It is essential to a successful exit that you choose your team wisely - the protection of your wealth is at risk. Potential advisors, and their specialties and knowledge base, must be interwoven by you, the owner and "manager" of your team, in order to ultimately be most profitable to you.  Remember that it is most effective to be pro-active with your exit strategy planning – the best first step that can be taken is the careful assembly of your advisory team. 

Nearly every exit strategy – whether an internal or external transfer – will include certain advisors.  The list of advisors offered here should get you thinking about who can assist you and how you should begin to assemble your team.  We begin with legal counsel:

  • Attorney - An attorney's specialty lies in legal agreements in the transaction as well as advice on estate planning documents involving the titling of assets (though ideally this would be a separate specialist, perhaps from the same law firm). Attorneys may also provide guidance on gifting strategies, or handle letters for an Irrevocable Trust.

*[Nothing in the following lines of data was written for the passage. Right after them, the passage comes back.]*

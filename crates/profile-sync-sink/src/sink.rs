//! The profile sync seam.

use crate::SyncResult;
use async_trait::async_trait;
use serde::{Deserialize, Serialize};

/// Identity fields used to register the user with the web system.
#[derive(Debug, Clone, Serialize)]
pub struct WebRegistration {
    pub email: String,
    #[serde(skip_serializing_if = "Option::is_none")]
    pub full_name: Option<String>,
    #[serde(skip_serializing_if = "Option::is_none")]
    pub phone: Option<String>,
}

/// Reduced profile payload pushed after onboarding.
///
/// Deliberately a subset of the provider profile; the web system only
/// needs display fields and the primary goal.
#[derive(Debug, Clone, Serialize, Deserialize)]
pub struct WebProfilePayload {
    #[serde(skip_serializing_if = "Option::is_none")]
    pub full_name: Option<String>,
    #[serde(skip_serializing_if = "Option::is_none")]
    pub phone: Option<String>,
    #[serde(skip_serializing_if = "Option::is_none")]
    pub primary_goal: Option<String>,
}

/// Web-system operations consumed fire-and-forget by the session lifecycle.
#[async_trait]
pub trait ProfileSyncSink: Send + Sync {
    /// Register the user, returning a web-system access token.
    async fn register_user(&self, registration: &WebRegistration) -> SyncResult<String>;

    /// Push the reduced profile payload.
    async fn push_profile(&self, access_token: &str, payload: &WebProfilePayload)
        -> SyncResult<()>;
}
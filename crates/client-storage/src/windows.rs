//! Windows Credential Vault implementation.

use crate::{SecureStore, StorageError, StorageResult};
use tracing::debug;
use windows::{
    core::HSTRING,
    Security::Credentials::{PasswordCredential, PasswordVault},
};

/// Credential Vault based secure store for Windows.
pub struct CredentialStore {
    resource_name: String,
}

impl CredentialStore {
    /// Create a new Credential Vault store instance.
    pub fn new(service_name: &str) -> StorageResult<Self> {
        // Verify we can access the vault
        PasswordVault::new().map_err(|e| {
            StorageError::Platform(format!("Failed to access Credential Vault: {}", e))
        })?;

        Ok(Self {
            resource_name: service_name.to_string(),
        })
    }

    fn get_vault(&self) -> StorageResult<PasswordVault> {
        PasswordVault::new().map_err(|e| {
            StorageError::Platform(format!("Failed to access Credential Vault: {}", e))
        })
    }

    fn make_credential(&self, key: &str, value: &str) -> StorageResult<PasswordCredential> {
        let resource = HSTRING::from(&self.resource_name);
        let user_name = HSTRING::from(key);
        let password = HSTRING::from(value);

        PasswordCredential::CreatePasswordCredential(&resource, &user_name, &password)
            .map_err(|e| StorageError::Platform(format!("Failed to create credential: {}", e)))
    }
}

impl SecureStore for CredentialStore {
    fn set(&self, key: &str, value: &str) -> StorageResult<()> {
        debug!(resource = %self.resource_name, key = %key, "Setting credential");

        let vault = self.get_vault()?;

        // Delete existing credential first (ignore errors if it doesn't exist)
        let _ = self.delete(key);

        let credential = self.make_credential(key, value)?;
        vault
            .Add(&credential)
            .map_err(|e| StorageError::Platform(format!("Failed to add credential: {}", e)))?;

        Ok(())
    }

    fn get(&self, key: &str) -> StorageResult<Option<String>> {
        debug!(resource = %self.resource_name, key = %key, "Getting credential");

        let vault = self.get_vault()?;
        let resource = HSTRING::from(&self.resource_name);
        let user_name = HSTRING::from(key);

        match vault.Retrieve(&resource, &user_name) {
            Ok(credential) => {
                // RetrievePassword populates the Password field
                credential.RetrievePassword().map_err(|e| {
                    StorageError::Platform(format!("Failed to retrieve password: {}", e))
                })?;

                let password = credential
                    .Password()
                    .map_err(|e| StorageError::Platform(format!("Failed to get password: {}", e)))?;

                Ok(Some(password.to_string()))
            }
            Err(e) => {
                // ERROR_NOT_FOUND = 0x80070490
                let error_code = e.code().0 as u32;
                if error_code == 0x80070490 {
                    Ok(None)
                } else {
                    Err(StorageError::Platform(format!(
                        "Failed to retrieve credential: {}",
                        e
                    )))
                }
            }
        }
    }

    fn delete(&self, key: &str) -> StorageResult<bool> {
        debug!(resource = %self.resource_name, key = %key, "Deleting credential");

        let vault = self.get_vault()?;
        let resource = HSTRING::from(&self.resource_name);
        let user_name = HSTRING::from(key);

        match vault.Retrieve(&resource, &user_name) {
            Ok(credential) => {
                vault.Remove(&credential).map_err(|e| {
                    StorageError::Platform(format!("Failed to remove credential: {}", e))
                })?;
                Ok(true)
            }
            Err(e) => {
                let error_code = e.code().0 as u32;
                if error_code == 0x80070490 {
                    Ok(false)
                } else {
                    Err(StorageError::Platform(format!(
                        "Failed to find credential for deletion: {}",
                        e
                    )))
                }
            }
        }
    }
}
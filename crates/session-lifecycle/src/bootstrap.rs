//! Host composition helpers.

use crate::{BrowserLauncher, LifecycleResult, NativeSignIn, SessionLifecycleManager};
use app_config::{Config, Paths};
use biometric_gate::BiometricGate;
use client_storage::{create_credential_vault, FileKvStore};
use identity_client::GoTrueClient;
use profile_sync_sink::WebSystemClient;
use std::sync::Arc;
use tracing::info;

/// Wire up a manager against the real provider, the on-disk KV store, and
/// the platform secure store.
///
/// The three platform seams (biometrics, native sign-in, browser) are
/// host-specific and supplied by the caller. The returned manager still
/// needs `init()` driven on a runtime.
pub fn build_manager(
    config: &Config,
    biometrics: Arc<dyn BiometricGate>,
    native: Arc<dyn NativeSignIn>,
    browser: Arc<dyn BrowserLauncher>,
) -> LifecycleResult<Arc<SessionLifecycleManager>> {
    let paths = Paths::new()?;
    paths.ensure_dirs()?;

    let kv = Arc::new(FileKvStore::open(paths.kv_store_file())?);
    let vault = Arc::new(create_credential_vault()?);
    let provider = Arc::new(GoTrueClient::new(
        config.supabase_url.clone(),
        config.supabase_publishable_key.clone(),
    ));
    let sink = Arc::new(WebSystemClient::new(config.web_system_url.clone()));

    info!(base_dir = %paths.base_dir().display(), "Session lifecycle assembled");

    Ok(Arc::new(SessionLifecycleManager::new(
        provider,
        kv,
        vault,
        biometrics,
        native,
        browser,
        sink,
        config.auth_redirect_url.clone(),
    )))
}
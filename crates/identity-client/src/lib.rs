//! Identity provider client for the Thrive app.
//!
//! This crate wraps the remote auth service behind the [`IdentityProvider`]
//! trait:
//! - password, OTP, OAuth, and native single-sign-on flows
//! - token refresh and authorization-code exchange
//! - profile-row access for the onboarding flag
//! - a push-style session-change subscription
//!
//! [`GoTrueClient`] is the concrete implementation against a
//! Supabase-compatible REST surface.

mod error;
mod gotrue;
mod provider;
mod types;

pub use error::{IdentityError, IdentityResult};
pub use gotrue::GoTrueClient;
pub use provider::{IdentityProvider, SessionChanges};
pub use types::{
    OtpDestination, OtpPurpose, Profile, Session, SessionUser, SignUpOutcome, SignUpRequest,
    NATIVE_PROVIDER_ID,
};
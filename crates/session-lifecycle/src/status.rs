//! Derived authentication status.

use serde::{Deserialize, Serialize};

/// The single authoritative status consumed by application UI.
///
/// Never stored and never set directly: always recomputed from the three
/// inputs via [`resolve_status`].
#[derive(Debug, Clone, Copy, PartialEq, Eq, Serialize, Deserialize)]
#[serde(rename_all = "camelCase")]
pub enum AuthStatus {
    /// Startup restore is still in flight.
    Loading,
    /// No session.
    SignedOut,
    /// Session exists but onboarding has not been completed.
    Onboarding,
    /// Session exists and onboarding is complete.
    SignedIn,
}

/// Pure projection of `(session, onboarding_complete, is_initializing)`
/// onto [`AuthStatus`].
///
/// Initialization dominates everything else; without a session the
/// onboarding flag is irrelevant.
pub fn resolve_status(
    has_session: bool,
    onboarding_complete: bool,
    is_initializing: bool,
) -> AuthStatus {
    if is_initializing {
        return AuthStatus::Loading;
    }
    if !has_session {
        return AuthStatus::SignedOut;
    }
    if !onboarding_complete {
        return AuthStatus::Onboarding;
    }
    AuthStatus::SignedIn
}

  • Accountant - Provides tax assessments for each exit strategy option, and can help determine the best post-tax option for the seller. The accountant may also be called on to provide cash flow projections for the company as part of a deferred payment arrangement –this is particularly relevant to a management or family member buyout. This accountant can be either the one currently used by the company, or one who specializes in the tax implications of exit sales. 

  • Financial Advisor - A Financial Advisor provides personal financial retirement projections and a strategy for the re-investment of exit proceeds. This income replacement strategy is critical as the exiting owner is trading business income for passive income from investments. This financial advisor will help you to determine your true financial needs after the exit, and guide you toward diversifying the proceeds from the sale of your single largest asset- your business. In objectively showing that you will need "X" amount to generate a comfortable passive income, your advisor can assist you in determining the net - post-fees and taxes - sales price of the business that you will require.

  • Insurance Advisor - Provides recommendations on life insurance policies, key-man or employee policies, business policies, as well as long-term health care policies–all of which are risk management tools meant to protect the owner's wealth.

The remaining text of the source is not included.